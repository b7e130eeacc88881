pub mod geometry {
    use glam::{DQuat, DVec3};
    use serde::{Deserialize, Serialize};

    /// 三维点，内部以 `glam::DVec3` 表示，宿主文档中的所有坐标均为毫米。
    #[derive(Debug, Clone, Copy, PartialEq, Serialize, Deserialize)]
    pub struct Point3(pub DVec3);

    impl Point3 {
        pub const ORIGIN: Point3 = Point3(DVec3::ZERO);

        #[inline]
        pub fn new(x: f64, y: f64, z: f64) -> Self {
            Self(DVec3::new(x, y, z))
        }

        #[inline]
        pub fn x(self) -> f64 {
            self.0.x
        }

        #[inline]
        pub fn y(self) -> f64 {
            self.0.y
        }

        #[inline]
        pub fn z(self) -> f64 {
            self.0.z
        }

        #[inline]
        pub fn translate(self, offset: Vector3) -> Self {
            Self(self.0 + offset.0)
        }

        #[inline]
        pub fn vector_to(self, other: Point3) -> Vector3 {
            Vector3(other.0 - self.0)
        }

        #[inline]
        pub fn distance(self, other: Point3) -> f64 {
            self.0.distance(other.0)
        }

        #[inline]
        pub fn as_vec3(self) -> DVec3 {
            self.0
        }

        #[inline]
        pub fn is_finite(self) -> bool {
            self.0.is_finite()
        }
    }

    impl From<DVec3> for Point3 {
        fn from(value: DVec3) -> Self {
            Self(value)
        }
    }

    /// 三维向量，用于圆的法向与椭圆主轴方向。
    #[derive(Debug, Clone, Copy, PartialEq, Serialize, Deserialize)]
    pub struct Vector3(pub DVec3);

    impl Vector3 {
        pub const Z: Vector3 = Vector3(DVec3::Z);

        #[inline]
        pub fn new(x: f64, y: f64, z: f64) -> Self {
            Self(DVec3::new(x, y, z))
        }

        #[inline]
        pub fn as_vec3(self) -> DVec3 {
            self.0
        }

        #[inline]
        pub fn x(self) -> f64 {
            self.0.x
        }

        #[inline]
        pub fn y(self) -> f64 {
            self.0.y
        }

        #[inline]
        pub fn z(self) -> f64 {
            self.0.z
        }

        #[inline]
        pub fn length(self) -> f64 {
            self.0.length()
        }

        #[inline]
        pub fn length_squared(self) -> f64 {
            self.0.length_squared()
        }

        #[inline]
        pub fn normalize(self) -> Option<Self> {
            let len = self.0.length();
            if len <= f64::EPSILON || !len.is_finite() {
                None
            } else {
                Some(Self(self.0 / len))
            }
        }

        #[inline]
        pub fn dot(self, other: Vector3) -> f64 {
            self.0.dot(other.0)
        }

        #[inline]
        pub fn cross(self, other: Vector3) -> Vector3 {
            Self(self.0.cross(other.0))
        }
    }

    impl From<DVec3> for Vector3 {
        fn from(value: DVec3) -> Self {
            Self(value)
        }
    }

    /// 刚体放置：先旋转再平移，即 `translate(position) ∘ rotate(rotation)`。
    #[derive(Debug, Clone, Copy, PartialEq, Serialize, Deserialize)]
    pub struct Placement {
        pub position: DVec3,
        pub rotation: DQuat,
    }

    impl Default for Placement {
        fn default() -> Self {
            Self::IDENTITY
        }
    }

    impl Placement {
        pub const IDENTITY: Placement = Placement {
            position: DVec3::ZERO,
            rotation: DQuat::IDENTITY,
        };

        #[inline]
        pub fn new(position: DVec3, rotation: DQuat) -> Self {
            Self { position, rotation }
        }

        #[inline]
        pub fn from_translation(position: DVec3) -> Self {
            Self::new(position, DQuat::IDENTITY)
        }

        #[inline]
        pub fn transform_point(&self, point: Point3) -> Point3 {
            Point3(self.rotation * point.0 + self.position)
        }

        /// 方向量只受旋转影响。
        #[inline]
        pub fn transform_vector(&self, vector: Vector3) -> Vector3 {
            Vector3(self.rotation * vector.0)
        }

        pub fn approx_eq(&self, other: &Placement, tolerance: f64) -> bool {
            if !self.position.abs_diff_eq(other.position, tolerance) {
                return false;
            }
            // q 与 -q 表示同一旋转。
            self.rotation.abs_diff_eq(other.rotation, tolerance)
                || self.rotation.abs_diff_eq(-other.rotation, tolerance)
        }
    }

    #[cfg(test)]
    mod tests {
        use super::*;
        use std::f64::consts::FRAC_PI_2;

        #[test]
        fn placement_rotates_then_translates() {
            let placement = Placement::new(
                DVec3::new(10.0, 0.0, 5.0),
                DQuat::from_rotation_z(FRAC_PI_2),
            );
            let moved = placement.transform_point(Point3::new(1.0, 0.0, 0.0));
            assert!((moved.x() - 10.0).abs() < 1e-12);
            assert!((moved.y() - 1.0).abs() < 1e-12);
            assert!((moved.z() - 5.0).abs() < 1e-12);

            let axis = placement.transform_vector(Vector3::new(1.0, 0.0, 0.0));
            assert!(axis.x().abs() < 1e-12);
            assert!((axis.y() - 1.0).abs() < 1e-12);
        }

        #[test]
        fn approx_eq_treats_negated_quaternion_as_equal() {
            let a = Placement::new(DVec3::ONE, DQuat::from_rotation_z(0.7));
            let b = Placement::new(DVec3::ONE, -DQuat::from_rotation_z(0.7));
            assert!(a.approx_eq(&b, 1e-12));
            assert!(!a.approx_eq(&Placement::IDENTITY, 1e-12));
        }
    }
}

Exercise directions
Precisely reproduce the lines of the entries, beginning at the first and ending at the one containing "pub struct Point3(pub DVec3);". Add nothing.

Answer space
repository b7e130eeacc88881
pub mod geometry {
    use glam::{DQuat, DVec3};
    use serde::{Deserialize, Serialize};

    /// 三维点，内部以 `glam::DVec3` 表示，宿主文档中的所有坐标均为毫米。
    #[derive(Debug, Clone, Copy, PartialEq, Serialize, Deserialize)]
    pub struct Point3(pub DVec3);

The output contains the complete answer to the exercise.